Copy every line from the records below that carries the word "field".

»»

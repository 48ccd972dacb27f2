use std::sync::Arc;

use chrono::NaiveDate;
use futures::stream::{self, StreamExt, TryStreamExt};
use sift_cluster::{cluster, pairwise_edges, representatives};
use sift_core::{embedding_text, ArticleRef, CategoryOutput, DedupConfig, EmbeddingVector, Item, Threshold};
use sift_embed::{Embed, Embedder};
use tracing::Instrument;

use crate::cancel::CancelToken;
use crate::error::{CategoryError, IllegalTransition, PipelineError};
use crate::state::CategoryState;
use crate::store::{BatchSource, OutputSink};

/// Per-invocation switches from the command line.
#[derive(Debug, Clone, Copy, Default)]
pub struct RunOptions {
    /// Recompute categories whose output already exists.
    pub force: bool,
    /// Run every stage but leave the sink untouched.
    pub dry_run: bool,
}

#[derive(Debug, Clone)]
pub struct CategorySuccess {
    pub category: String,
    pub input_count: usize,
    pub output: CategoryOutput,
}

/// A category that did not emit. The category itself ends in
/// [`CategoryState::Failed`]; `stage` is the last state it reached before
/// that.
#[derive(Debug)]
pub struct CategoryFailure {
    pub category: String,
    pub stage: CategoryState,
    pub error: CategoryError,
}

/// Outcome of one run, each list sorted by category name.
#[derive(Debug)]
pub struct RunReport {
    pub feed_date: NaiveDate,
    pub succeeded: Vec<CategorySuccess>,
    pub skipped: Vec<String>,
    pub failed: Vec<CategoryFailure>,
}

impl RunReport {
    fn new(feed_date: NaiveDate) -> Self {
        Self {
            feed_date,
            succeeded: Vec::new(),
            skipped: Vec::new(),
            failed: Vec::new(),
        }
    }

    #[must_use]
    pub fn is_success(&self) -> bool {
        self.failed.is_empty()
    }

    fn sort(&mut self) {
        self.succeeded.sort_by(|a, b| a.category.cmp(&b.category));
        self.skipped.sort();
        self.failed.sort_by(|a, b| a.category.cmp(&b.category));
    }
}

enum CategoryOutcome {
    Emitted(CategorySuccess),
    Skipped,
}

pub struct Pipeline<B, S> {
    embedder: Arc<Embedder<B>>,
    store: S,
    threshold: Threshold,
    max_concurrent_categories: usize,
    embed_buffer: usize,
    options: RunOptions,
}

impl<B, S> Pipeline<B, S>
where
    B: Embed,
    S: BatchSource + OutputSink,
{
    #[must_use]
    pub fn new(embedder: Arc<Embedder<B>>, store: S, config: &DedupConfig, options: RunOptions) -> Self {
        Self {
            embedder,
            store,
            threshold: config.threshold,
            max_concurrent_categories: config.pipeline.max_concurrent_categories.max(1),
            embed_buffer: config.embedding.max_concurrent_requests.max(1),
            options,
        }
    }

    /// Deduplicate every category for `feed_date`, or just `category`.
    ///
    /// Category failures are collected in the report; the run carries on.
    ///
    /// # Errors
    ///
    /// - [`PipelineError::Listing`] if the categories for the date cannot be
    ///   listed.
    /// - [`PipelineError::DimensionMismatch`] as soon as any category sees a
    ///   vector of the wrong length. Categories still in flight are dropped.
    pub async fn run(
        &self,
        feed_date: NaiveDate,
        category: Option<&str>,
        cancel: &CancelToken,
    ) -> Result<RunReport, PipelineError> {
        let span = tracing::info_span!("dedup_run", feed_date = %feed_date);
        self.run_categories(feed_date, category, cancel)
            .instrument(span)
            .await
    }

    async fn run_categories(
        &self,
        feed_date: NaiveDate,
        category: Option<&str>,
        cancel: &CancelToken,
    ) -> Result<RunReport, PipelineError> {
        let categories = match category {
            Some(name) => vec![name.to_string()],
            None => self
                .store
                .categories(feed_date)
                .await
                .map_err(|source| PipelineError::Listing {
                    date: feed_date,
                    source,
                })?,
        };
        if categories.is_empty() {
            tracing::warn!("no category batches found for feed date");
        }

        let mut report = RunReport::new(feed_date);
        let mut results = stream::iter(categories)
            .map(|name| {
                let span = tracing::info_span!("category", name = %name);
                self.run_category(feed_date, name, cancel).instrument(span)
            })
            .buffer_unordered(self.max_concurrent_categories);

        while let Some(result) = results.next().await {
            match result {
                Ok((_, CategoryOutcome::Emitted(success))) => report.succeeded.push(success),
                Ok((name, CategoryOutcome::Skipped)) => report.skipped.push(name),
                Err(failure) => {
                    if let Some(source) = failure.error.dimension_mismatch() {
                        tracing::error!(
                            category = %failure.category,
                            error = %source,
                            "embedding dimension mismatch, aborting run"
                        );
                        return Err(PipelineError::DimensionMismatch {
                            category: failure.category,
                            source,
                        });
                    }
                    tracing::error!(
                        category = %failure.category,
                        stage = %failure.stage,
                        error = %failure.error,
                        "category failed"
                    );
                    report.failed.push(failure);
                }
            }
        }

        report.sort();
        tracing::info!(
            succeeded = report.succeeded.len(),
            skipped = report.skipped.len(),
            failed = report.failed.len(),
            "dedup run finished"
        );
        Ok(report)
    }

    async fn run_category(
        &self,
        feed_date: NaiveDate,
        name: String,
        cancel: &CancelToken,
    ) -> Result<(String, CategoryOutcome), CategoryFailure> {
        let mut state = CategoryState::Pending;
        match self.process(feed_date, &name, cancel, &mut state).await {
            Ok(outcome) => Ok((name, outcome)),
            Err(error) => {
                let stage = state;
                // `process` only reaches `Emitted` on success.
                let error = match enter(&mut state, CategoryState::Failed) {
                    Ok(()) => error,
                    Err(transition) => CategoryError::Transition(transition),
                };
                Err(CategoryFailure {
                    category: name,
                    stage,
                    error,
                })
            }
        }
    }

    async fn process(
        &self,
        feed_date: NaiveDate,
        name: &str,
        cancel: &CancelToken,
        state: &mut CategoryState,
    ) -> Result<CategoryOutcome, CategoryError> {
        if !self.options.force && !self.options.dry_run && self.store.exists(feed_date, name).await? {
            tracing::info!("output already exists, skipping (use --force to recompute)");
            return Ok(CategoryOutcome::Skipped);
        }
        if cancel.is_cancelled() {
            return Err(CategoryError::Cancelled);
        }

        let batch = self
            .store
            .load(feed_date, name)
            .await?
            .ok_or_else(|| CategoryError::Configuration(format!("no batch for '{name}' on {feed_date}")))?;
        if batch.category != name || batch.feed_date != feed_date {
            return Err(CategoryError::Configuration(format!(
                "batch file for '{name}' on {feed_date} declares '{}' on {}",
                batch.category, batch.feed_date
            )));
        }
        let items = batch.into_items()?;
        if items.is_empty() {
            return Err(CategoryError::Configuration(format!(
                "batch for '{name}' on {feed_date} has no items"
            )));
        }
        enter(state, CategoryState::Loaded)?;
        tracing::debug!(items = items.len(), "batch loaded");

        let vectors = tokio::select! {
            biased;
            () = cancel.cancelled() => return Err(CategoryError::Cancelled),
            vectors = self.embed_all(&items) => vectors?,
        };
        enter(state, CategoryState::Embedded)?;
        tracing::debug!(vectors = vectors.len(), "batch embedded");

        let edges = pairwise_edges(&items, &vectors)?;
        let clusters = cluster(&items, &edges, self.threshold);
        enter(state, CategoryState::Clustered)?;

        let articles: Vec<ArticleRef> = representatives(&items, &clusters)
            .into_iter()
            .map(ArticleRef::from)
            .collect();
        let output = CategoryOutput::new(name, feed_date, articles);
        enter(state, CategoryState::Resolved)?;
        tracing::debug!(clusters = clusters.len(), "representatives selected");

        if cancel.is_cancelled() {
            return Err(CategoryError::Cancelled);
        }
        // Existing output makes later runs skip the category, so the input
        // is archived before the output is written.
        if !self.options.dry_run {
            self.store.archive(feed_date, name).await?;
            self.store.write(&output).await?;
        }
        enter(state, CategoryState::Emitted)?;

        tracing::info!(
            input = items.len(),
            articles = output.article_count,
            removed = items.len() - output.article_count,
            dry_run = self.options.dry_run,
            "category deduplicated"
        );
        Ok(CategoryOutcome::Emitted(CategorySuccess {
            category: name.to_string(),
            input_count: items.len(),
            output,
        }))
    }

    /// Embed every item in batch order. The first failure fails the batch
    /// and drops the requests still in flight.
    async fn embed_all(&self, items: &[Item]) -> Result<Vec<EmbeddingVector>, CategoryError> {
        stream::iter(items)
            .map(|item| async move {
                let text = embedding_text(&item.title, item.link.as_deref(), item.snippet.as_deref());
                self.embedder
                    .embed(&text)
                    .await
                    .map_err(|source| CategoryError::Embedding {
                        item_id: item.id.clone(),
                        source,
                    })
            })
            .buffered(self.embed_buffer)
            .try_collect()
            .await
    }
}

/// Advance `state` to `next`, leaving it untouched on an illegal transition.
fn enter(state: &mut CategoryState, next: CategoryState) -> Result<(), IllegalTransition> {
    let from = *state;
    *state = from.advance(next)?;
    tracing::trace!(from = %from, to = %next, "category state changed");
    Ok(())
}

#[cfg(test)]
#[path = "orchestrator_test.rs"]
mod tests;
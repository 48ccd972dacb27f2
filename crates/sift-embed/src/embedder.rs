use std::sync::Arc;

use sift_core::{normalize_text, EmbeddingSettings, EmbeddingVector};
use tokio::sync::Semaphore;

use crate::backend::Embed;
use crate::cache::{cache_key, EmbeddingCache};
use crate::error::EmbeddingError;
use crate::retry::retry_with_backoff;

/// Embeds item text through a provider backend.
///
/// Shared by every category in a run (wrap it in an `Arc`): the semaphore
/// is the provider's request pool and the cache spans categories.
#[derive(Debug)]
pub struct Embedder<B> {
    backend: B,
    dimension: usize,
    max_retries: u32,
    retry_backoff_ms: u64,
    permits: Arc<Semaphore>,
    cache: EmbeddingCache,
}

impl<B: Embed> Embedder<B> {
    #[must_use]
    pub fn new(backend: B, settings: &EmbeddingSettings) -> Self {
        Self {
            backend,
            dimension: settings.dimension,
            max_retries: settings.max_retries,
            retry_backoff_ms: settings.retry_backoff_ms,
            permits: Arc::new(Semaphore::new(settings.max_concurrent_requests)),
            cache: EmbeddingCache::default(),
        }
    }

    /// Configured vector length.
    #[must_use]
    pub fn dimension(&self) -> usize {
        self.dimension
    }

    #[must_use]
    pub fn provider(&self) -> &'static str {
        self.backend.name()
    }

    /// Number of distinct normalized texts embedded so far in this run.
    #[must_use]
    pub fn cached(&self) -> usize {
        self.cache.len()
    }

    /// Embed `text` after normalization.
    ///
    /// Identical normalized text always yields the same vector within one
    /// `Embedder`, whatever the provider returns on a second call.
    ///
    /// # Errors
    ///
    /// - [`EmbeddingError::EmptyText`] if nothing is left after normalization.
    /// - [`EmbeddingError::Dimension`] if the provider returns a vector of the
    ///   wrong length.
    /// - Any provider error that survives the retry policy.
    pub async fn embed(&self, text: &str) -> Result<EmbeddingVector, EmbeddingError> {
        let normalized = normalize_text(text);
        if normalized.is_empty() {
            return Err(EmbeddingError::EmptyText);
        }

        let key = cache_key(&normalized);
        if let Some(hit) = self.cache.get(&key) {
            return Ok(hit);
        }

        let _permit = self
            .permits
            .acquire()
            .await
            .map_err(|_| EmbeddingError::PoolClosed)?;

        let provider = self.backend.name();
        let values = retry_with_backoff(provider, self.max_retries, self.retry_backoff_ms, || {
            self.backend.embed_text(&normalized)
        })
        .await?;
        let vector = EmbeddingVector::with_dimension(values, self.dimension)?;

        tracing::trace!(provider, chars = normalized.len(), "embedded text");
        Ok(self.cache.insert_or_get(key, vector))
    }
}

««
»»

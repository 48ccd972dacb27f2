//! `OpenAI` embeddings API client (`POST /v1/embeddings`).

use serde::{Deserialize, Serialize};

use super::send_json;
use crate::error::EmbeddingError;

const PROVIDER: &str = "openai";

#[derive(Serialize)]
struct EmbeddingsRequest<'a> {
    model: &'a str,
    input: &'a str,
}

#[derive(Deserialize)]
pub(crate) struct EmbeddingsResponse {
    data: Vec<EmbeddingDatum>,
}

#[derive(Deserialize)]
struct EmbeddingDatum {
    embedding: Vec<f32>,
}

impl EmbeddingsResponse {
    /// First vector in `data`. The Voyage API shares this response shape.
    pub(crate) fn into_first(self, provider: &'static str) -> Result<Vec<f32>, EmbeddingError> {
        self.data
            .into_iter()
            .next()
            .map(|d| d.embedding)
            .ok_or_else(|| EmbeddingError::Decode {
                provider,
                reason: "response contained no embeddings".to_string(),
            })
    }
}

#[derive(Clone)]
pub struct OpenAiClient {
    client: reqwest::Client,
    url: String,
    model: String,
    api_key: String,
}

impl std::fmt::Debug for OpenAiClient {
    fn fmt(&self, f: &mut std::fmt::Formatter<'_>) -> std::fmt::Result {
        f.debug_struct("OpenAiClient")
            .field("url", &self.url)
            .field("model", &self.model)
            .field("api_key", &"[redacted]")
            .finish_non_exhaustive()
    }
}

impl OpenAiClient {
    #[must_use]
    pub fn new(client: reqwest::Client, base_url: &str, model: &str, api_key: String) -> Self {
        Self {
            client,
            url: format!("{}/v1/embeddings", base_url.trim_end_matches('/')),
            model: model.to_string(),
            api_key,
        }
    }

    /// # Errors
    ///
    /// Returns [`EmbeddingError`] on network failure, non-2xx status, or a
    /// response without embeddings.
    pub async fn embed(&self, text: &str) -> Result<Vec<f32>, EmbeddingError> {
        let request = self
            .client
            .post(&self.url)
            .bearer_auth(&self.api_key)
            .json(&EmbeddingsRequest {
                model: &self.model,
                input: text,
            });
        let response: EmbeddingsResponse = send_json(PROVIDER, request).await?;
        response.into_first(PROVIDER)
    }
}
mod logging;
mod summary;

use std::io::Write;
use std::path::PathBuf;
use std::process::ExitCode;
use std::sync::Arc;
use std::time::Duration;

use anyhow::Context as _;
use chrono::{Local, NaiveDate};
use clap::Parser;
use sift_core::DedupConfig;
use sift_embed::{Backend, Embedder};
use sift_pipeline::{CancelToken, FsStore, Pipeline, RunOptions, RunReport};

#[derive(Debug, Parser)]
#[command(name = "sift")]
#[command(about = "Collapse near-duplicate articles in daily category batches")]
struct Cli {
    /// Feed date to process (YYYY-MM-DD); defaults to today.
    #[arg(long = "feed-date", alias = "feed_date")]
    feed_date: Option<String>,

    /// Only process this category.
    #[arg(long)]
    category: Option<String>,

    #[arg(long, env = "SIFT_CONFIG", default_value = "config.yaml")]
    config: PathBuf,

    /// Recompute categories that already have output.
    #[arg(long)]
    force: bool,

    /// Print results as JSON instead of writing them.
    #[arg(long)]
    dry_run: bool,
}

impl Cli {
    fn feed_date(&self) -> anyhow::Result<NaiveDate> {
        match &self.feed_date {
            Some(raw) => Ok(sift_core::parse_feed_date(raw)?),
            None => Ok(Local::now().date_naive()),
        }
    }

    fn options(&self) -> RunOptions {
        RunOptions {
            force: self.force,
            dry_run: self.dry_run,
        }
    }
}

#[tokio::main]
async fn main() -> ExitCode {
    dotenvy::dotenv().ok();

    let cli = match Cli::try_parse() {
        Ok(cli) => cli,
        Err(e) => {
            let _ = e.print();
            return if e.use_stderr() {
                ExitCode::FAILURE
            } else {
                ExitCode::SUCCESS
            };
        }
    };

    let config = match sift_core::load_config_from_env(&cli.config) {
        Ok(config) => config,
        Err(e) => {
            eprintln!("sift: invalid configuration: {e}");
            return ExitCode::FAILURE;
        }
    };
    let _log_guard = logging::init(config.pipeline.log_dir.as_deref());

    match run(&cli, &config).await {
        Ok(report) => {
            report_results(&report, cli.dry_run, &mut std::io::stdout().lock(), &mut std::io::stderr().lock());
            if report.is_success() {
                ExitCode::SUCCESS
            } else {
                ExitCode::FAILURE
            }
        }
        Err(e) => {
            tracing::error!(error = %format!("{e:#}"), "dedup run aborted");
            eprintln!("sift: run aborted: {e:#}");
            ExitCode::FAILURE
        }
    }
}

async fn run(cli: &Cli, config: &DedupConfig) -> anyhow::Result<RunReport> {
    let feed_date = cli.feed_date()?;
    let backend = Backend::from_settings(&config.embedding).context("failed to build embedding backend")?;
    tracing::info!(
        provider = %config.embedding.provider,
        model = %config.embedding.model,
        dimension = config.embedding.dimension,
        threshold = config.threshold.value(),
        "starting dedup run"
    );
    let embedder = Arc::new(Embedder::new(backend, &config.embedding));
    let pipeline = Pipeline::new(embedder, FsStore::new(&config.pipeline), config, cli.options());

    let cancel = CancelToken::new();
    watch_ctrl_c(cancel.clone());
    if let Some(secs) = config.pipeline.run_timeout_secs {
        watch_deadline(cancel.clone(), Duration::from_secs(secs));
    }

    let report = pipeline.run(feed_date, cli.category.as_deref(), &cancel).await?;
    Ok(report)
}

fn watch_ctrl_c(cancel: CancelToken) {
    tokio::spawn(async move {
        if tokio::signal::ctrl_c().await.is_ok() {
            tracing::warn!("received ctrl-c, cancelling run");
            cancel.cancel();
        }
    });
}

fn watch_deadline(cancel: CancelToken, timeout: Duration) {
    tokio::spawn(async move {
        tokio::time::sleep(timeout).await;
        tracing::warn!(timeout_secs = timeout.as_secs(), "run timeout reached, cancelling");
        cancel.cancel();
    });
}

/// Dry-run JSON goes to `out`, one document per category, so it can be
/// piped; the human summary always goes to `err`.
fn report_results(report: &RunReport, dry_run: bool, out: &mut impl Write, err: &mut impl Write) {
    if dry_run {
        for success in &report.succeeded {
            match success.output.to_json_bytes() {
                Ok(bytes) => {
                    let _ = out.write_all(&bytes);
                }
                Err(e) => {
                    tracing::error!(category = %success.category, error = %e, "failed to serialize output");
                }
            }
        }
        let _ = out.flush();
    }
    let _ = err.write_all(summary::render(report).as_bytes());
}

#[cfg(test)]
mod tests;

««
»»

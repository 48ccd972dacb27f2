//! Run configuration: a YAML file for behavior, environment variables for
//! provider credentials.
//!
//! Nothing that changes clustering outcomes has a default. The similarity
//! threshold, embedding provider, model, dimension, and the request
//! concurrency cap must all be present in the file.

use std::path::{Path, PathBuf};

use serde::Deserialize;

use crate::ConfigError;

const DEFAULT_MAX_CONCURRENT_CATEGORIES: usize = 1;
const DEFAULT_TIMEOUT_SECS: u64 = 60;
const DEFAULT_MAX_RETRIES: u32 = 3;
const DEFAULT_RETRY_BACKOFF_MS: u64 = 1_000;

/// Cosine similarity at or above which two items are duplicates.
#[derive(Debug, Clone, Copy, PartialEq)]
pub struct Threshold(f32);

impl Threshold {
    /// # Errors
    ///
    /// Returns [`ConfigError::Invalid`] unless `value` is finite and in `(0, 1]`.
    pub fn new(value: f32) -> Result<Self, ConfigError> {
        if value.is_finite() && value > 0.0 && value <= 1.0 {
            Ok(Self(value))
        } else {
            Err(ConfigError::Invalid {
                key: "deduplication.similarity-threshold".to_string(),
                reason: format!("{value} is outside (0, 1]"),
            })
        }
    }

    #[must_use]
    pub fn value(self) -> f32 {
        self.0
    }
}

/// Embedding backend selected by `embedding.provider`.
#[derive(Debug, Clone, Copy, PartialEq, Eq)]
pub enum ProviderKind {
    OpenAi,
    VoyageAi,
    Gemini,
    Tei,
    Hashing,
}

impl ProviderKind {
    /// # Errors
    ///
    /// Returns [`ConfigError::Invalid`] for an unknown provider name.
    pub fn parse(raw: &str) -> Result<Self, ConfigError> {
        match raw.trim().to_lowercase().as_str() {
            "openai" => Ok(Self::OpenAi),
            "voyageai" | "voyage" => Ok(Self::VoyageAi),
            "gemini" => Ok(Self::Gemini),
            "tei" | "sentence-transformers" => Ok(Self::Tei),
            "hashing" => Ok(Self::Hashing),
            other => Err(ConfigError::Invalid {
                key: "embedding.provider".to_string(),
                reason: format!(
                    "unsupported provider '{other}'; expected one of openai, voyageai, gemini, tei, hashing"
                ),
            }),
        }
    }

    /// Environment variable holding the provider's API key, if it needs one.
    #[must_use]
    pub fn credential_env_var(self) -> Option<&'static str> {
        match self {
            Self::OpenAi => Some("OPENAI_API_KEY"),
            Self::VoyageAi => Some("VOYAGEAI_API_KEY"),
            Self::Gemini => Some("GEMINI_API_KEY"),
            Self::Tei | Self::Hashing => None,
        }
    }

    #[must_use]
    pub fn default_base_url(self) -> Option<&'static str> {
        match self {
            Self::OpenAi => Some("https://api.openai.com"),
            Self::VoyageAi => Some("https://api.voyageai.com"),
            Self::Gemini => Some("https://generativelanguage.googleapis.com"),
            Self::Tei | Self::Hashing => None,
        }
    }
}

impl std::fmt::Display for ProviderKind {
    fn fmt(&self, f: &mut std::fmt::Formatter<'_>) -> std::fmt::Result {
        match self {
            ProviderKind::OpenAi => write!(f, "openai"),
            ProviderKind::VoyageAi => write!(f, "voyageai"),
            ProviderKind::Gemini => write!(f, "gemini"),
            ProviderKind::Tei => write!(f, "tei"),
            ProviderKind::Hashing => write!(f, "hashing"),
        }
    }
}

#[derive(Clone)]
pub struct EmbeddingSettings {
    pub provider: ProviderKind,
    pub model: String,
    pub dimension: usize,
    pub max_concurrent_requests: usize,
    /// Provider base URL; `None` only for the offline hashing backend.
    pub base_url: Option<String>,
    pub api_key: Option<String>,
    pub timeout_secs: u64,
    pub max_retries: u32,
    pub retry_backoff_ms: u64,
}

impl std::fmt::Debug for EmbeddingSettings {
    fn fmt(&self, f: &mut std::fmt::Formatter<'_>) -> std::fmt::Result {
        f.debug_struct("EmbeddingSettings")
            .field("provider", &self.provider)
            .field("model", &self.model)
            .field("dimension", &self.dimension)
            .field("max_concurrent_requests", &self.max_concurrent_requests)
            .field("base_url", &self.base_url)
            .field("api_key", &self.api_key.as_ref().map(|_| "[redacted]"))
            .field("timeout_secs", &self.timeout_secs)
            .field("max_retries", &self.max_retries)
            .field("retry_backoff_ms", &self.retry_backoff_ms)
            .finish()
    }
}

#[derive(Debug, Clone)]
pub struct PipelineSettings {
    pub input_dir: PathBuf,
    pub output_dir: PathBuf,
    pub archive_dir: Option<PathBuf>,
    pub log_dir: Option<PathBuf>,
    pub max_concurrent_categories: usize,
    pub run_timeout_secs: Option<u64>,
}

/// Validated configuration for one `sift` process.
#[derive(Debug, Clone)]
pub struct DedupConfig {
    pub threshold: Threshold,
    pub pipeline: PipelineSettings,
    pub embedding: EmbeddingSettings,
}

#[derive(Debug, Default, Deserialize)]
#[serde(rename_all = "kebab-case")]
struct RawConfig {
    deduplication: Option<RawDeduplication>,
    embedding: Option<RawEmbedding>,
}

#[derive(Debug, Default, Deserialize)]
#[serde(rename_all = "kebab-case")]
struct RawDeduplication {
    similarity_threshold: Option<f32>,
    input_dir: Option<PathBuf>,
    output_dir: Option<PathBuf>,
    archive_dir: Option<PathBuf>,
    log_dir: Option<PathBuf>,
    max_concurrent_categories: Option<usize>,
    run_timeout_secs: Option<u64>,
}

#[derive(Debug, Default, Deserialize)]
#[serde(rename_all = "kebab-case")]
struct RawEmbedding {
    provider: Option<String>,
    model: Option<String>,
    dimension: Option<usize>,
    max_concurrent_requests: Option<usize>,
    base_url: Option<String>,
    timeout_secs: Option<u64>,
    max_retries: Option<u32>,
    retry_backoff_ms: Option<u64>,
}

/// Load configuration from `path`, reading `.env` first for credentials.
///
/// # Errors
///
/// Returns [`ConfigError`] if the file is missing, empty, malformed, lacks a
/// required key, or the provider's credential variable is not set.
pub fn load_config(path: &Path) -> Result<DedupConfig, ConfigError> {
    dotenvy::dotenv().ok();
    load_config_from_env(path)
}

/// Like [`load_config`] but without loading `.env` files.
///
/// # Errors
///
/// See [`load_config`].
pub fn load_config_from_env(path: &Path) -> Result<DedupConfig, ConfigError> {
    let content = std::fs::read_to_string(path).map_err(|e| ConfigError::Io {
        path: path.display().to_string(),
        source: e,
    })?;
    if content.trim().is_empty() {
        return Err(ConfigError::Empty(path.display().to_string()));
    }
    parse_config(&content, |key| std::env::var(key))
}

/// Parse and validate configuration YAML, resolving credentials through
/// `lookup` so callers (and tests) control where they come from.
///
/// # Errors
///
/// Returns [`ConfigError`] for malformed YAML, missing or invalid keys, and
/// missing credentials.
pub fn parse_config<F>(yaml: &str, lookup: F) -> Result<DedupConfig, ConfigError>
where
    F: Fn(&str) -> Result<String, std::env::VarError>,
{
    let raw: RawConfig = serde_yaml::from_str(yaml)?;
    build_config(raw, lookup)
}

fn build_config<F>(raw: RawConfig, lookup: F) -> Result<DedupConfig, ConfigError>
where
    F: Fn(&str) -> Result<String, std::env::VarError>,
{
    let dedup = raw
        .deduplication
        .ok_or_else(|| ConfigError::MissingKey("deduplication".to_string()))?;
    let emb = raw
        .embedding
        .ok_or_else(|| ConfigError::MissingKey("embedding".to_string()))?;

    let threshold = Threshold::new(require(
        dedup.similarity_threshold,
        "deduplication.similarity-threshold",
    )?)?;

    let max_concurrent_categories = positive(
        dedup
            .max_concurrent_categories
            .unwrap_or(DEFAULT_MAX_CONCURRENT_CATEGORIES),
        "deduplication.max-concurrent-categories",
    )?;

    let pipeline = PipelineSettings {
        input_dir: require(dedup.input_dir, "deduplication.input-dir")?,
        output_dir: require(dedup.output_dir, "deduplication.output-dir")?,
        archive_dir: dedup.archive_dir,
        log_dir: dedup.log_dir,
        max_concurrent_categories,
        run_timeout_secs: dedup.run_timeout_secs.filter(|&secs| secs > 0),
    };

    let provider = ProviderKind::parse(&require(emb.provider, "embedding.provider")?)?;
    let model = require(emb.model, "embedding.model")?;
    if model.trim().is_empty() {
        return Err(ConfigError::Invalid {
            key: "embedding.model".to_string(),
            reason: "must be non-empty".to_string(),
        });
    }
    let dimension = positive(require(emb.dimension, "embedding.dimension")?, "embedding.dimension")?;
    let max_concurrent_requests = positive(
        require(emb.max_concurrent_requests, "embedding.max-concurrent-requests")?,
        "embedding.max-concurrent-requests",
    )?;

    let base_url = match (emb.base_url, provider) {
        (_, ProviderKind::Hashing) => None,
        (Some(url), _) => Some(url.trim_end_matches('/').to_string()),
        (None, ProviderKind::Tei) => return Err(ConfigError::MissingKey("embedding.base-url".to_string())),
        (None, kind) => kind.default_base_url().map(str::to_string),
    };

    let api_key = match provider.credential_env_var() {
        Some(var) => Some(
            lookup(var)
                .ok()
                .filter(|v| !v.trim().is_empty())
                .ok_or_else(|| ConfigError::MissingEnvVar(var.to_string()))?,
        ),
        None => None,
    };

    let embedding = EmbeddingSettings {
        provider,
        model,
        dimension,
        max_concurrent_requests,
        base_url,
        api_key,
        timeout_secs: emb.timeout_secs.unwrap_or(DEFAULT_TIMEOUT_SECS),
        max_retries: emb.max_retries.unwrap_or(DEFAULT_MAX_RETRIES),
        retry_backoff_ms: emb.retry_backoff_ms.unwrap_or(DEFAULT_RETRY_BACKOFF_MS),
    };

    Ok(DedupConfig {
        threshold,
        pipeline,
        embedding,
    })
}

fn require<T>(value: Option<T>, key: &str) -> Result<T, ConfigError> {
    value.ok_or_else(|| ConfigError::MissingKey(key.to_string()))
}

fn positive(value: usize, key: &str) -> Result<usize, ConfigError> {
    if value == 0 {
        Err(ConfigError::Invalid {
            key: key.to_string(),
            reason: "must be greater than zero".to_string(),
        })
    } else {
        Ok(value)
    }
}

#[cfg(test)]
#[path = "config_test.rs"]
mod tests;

««

# [Finished exercise]
            .field("url", &self.url)
            .field("model", &self.model)
            .field("api_key", &"[redacted]")
            .field("provider", &self.provider)
            .field("model", &self.model)
            .field("dimension", &self.dimension)
            .field("max_concurrent_requests", &self.max_concurrent_requests)
            .field("base_url", &self.base_url)
            .field("api_key", &self.api_key.as_ref().map(|_| "[redacted]"))
            .field("timeout_secs", &self.timeout_secs)
            .field("max_retries", &self.max_retries)
            .field("retry_backoff_ms", &self.retry_backoff_ms)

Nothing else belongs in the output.